Gateway snapshots and thinking of a DR site

Is there a way to have 2 Gateways in ElasticSearch? Say, a local FS
Gateway for normal operations standard redundancy, plus, say, an S3 Gateway
for DR-style purposes.. ?

I'm guessing many people use ES to index database content, so wondering for
those people, who presumably (hopefully) have a DR strategy, how they're
ensuring their ES DR instance as close as possible ready to go to match the
DB that's in their DR too..?

I'd love to have someway of doing a nightly snapshot to, say, S3 or some
other remote location different from the standard gateway to give some
point-in-time recovery options.

any ideas?

Paul

There isn't a concept of 2 gateways, and (at least currently) there isn't a plan to do it because I would like to solve it in a different manner.

There are two aspects that are confused here. Backups (and recovering from them), in which case, backing up the data directory for each node works well for local gateway.

Another is multi site replication. This is solved today using messaging between the two sites and applying the same changes on two different ES clusters, and in the future, planned to be a built in option in ES.
On Tuesday, May 3, 2011 at 8:54 AM, Paul Smith wrote:
Is there a way to have 2 Gateways in Elasticsearch? Say, a local FS Gateway for normal operations standard redundancy, plus, say, an S3 Gateway for DR-style purposes.. ?
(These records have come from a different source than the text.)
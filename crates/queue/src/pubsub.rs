//! Redis Pub/Sub for job outcome notifications.
//!
//! One client publishes outcomes, a dedicated subscriber client holds the
//! standing subscription and forwards every payload into a local broadcast
//! channel that the notification broadcaster consumes.

#![allow(missing_docs)]

use async_trait::async_trait;
use fred::clients::{Client, SubscriberClient};
use fred::interfaces::{ClientLike, EventInterface, PubsubInterface};
use tokio::sync::broadcast;
use tokio::task::JoinHandle;
use tracing::{debug, info, warn};

use crate::connection::{ConnectionTask, connect_client, connect_subscriber};
use crate::error::QueueResult;
use crate::publisher::NotificationSink;

/// Capacity of the local broadcast channel.
const LOCAL_CAPACITY: usize = 1000;

/// Redis Pub/Sub manager for the notification channel.
#[derive(Clone)]
pub struct RedisPubSub {
    publisher: Client,
    subscriber: SubscriberClient,
    channel: String,
    /// Local broadcast channel for payloads received from Redis.
    local_tx: broadcast::Sender<String>,
}

impl RedisPubSub {
    /// Connect the publisher and subscriber clients.
    ///
    /// Returns the connection tasks alongside so the caller can treat a lost
    /// connection as fatal.
    pub async fn new(
        redis_url: &str,
        channel: &str,
    ) -> QueueResult<(Self, Vec<ConnectionTask>)> {
        let (publisher, publisher_task) = connect_client(redis_url).await?;
        let (subscriber, subscriber_task) = connect_subscriber(redis_url).await?;

        let (local_tx, _) = broadcast::channel(LOCAL_CAPACITY);

        info!(%channel, "Redis Pub/Sub initialized");

        Ok((
            Self {
                publisher,
                subscriber,
                channel: channel.to_string(),
                local_tx,
            },
            vec![publisher_task, subscriber_task],
        ))
    }

    /// Subscribe to the notification channel and start forwarding payloads.
    ///
    /// The returned task ends when the subscriber's message stream closes.
    pub async fn start(&self) -> QueueResult<JoinHandle<()>> {
        // The receiver must exist before SUBSCRIBE so no early message is missed.
        let mut message_stream = self.subscriber.message_rx();
        self.subscriber.subscribe(self.channel.as_str()).await?;

        info!(channel = %self.channel, "Subscribed to notification channel");

        let local_tx = self.local_tx.clone();
        let channel = self.channel.clone();

        let handle = tokio::spawn(async move {
            loop {
                match message_stream.recv().await {
                    Ok(message) => {
                        if &*message.channel != channel.as_str() {
                            continue;
                        }
                        let Some(payload) = message.value.as_string() else {
                            warn!(%channel, "Ignoring non-text Pub/Sub payload");
                            continue;
                        };
                        debug!(%channel, "Received notification");
                        if local_tx.send(payload).is_err() {
                            debug!("No local subscribers for notification");
                        }
                    }
                    Err(broadcast::error::RecvError::Lagged(n)) => {
                        warn!(%channel, skipped = n, "Pub/Sub message stream lagged");
                    }
                    Err(broadcast::error::RecvError::Closed) => break,
                }
            }
            info!(%channel, "Pub/Sub message stream ended");
        });

        Ok(handle)
    }

    /// Publish a payload to a channel.
    pub async fn publish(&self, channel: &str, payload: String) -> QueueResult<()> {
        let _: i64 = self.publisher.publish(channel, payload).await?;
        debug!(channel, "Published Pub/Sub message");
        Ok(())
    }

    /// Name of the notification channel.
    #[must_use]
    pub fn channel(&self) -> &str {
        &self.channel
    }

    /// Get a receiver for locally forwarded payloads.
    #[must_use]
    pub fn subscribe_local(&self) -> broadcast::Receiver<String> {
        self.local_tx.subscribe()
    }

    /// Unsubscribe and close both clients.
    pub async fn shutdown(&self) -> QueueResult<()> {
        self.subscriber.unsubscribe(self.channel.as_str()).await?;
        self.subscriber.quit().await?;
        self.publisher.quit().await?;
        info!("Redis Pub/Sub shutdown");
        Ok(())
    }
}

#[async_trait]
impl NotificationSink for RedisPubSub {
    async fn publish(&self, channel: &str, payload: String) -> QueueResult<()> {
        Self::publish(self, channel, payload).await
    }
}
//! Room registry for live websocket connections.
//!
//! A registry-level lock guards the room table: membership changes take it
//! exclusively and broadcasts take it shared. Each room has its own lock over
//! its connections, so delivery in one room never waits on another.
//!
//! Broadcasting only enqueues into each connection's bounded outbound queue.
//! The socket write happens in the connection's writer task, never under a
//! registry lock.

use std::collections::HashMap;
use std::fmt;
use std::sync::Arc;
use std::sync::atomic::{AtomicU64, Ordering};

use serde::Serialize;
use tokio::sync::mpsc::error::TrySendError;
use tokio::sync::{Mutex, RwLock, mpsc};
use tracing::{debug, info, warn};

/// Payload shared by every connection it is delivered to.
pub type Payload = Arc<str>;

static NEXT_CONNECTION_ID: AtomicU64 = AtomicU64::new(1);

/// Process-unique connection identifier.
#[derive(Debug, Clone, Copy, PartialEq, Eq, Hash, PartialOrd, Ord, Serialize)]
pub struct ConnectionId(u64);

impl ConnectionId {
    fn next() -> Self {
        Self(NEXT_CONNECTION_ID.fetch_add(1, Ordering::Relaxed))
    }
}

impl fmt::Display for ConnectionId {
    fn fmt(&self, f: &mut fmt::Formatter<'_>) -> fmt::Result {
        write!(f, "conn-{}", self.0)
    }
}

/// Sending half of a connection's outbound queue.
///
/// The receiving half belongs to the connection's writer task. Once the
/// registry drops every `Connection` for an id, the writer sees its queue
/// close and shuts the socket.
#[derive(Debug, Clone)]
pub struct Connection {
    id: ConnectionId,
    tx: mpsc::Sender<Payload>,
}

impl Connection {
    /// Create a connection with an outbound queue holding `buffer` payloads.
    #[must_use]
    pub fn new(buffer: usize) -> (Self, mpsc::Receiver<Payload>) {
        let (tx, rx) = mpsc::channel(buffer.max(1));
        (
            Self {
                id: ConnectionId::next(),
                tx,
            },
            rx,
        )
    }

    /// Connection identifier.
    #[must_use]
    pub const fn id(&self) -> ConnectionId {
        self.id
    }
}

/// What happened to a payload offered to a set of connections.
#[derive(Debug, Clone, Copy, Default, PartialEq, Eq, Serialize)]
pub struct FanoutReport {
    /// Connections the payload was queued for.
    pub delivered: usize,
    /// Connections whose queue was full; the payload was dropped for them.
    pub dropped: usize,
    /// Connections found closed and removed.
    pub removed: usize,
}

impl FanoutReport {
    fn merge(&mut self, other: Self) {
        self.delivered += other.delivered;
        self.dropped += other.dropped;
        self.removed += other.removed;
    }
}

/// Room and connection counts.
#[derive(Debug, Clone, Copy, Default, PartialEq, Eq, Serialize)]
pub struct RegistryStats {
    /// Rooms with at least one connection.
    pub rooms: usize,
    /// Connections across all rooms.
    pub connections: usize,
}

#[derive(Default)]
struct Room {
    connections: Mutex<HashMap<ConnectionId, mpsc::Sender<Payload>>>,
}

impl Room {
    /// Offer `payload` to every connection and drop the closed ones.
    async fn offer(&self, room_id: &str, payload: &Payload) -> FanoutReport {
        let mut report = FanoutReport::default();
        let mut connections = self.connections.lock().await;

        connections.retain(|id, tx| match tx.try_send(Arc::clone(payload)) {
            Ok(()) => {
                report.delivered += 1;
                true
            }
            Err(TrySendError::Full(_)) => {
                warn!(%room_id, connection_id = %id, "Outbound queue full, dropping notification");
                report.dropped += 1;
                true
            }
            Err(TrySendError::Closed(_)) => {
                debug!(%room_id, connection_id = %id, "Removing closed connection");
                report.removed += 1;
                false
            }
        });

        report
    }

    async fn is_empty(&self) -> bool {
        self.connections.lock().await.is_empty()
    }
}

/// Registry mapping room ids to their live connections.
#[derive(Default)]
pub struct RoomRegistry {
    rooms: RwLock<HashMap<String, Arc<Room>>>,
}

impl RoomRegistry {
    /// Create an empty registry.
    #[must_use]
    pub fn new() -> Self {
        Self::default()
    }

    /// Add `connection` to `room_id`, creating the room if needed.
    pub async fn join(&self, room_id: &str, connection: Connection) {
        let mut rooms = self.rooms.write().await;
        let room = rooms.entry(room_id.to_string()).or_default();
        room.connections
            .lock()
            .await
            .insert(connection.id, connection.tx);

        info!(%room_id, connection_id = %connection.id, "Connection joined room");
    }

    /// Remove a connection from a room. Removing an absent connection is a
    /// no-op. The room is dropped once its last connection leaves.
    ///
    /// Returns whether the connection was present.
    pub async fn leave(&self, room_id: &str, connection_id: ConnectionId) -> bool {
        let mut rooms = self.rooms.write().await;
        let Some(room) = rooms.get(room_id) else {
            return false;
        };

        let (removed, now_empty) = {
            let mut connections = room.connections.lock().await;
            let removed = connections.remove(&connection_id).is_some();
            (removed, connections.is_empty())
        };

        if now_empty {
            rooms.remove(room_id);
            debug!(%room_id, "Reaped empty room");
        }
        if removed {
            info!(%room_id, %connection_id, "Connection left room");
        }
        removed
    }

    /// Queue `payload` for every connection in `room_id`.
    ///
    /// A missing or empty room is not an error.
    pub async fn broadcast_to_room(
        &self,
        room_id: &str,
        payload: impl Into<Payload>,
    ) -> FanoutReport {
        let payload = payload.into();
        let room = self.rooms.read().await.get(room_id).cloned();
        let Some(room) = room else {
            return FanoutReport::default();
        };

        let report = room.offer(room_id, &payload).await;
        if report.removed > 0 {
            self.reap_empty().await;
        }
        report
    }

    /// Queue `payload` for every connection in every room.
    pub async fn broadcast_all(&self, payload: impl Into<Payload>) -> FanoutReport {
        let payload = payload.into();
        let mut report = FanoutReport::default();

        {
            let rooms = self.rooms.read().await;
            for (room_id, room) in rooms.iter() {
                report.merge(room.offer(room_id, &payload).await);
            }
        }

        if report.removed > 0 {
            self.reap_empty().await;
        }
        report
    }

    /// Drop every connection and room. Each writer task sees its queue close
    /// and closes its socket.
    ///
    /// Returns the number of connections dropped.
    pub async fn close_all(&self) -> usize {
        let rooms: Vec<Arc<Room>> = self.rooms.write().await.drain().map(|(_, r)| r).collect();

        let mut closed = 0;
        for room in rooms {
            let mut connections = room.connections.lock().await;
            closed += connections.len();
            connections.clear();
        }

        info!(connections = closed, "Closed all connections");
        closed
    }

    /// Number of connections in `room_id`.
    pub async fn room_size(&self, room_id: &str) -> usize {
        let room = self.rooms.read().await.get(room_id).cloned();
        match room {
            Some(room) => room.connections.lock().await.len(),
            None => 0,
        }
    }

    /// Current room and connection counts.
    pub async fn stats(&self) -> RegistryStats {
        let rooms = self.rooms.read().await;
        let mut connections = 0;
        for room in rooms.values() {
            connections += room.connections.lock().await.len();
        }
        RegistryStats {
            rooms: rooms.len(),
            connections,
        }
    }

    async fn reap_empty(&self) {
        let mut rooms = self.rooms.write().await;
        let mut empty = Vec::new();
        for (room_id, room) in rooms.iter() {
            if room.is_empty().await {
                empty.push(room_id.clone());
            }
        }
        for room_id in empty {
            rooms.remove(&room_id);
            debug!(%room_id, "Reaped empty room");
        }
    }
}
I'm guessing many people use ES to index database content, so wondering for those people, who presumably (hopefully) have a DR strategy, how they're ensuring their ES DR instance as close as possible ready to go to match the DB that's in their DR too..?

I'd love to have someway of doing a nightly snapshot to, say, S3 or some other remote location different from the standard gateway to give some point-in-time recovery options.

any ideas?

Paul

On Wednesday, 4 May 2011, Shay Banon <

There are two aspects that are confused here. Backups (and recovering from them), in which case, backing up the data directory for each node works well for local gateway.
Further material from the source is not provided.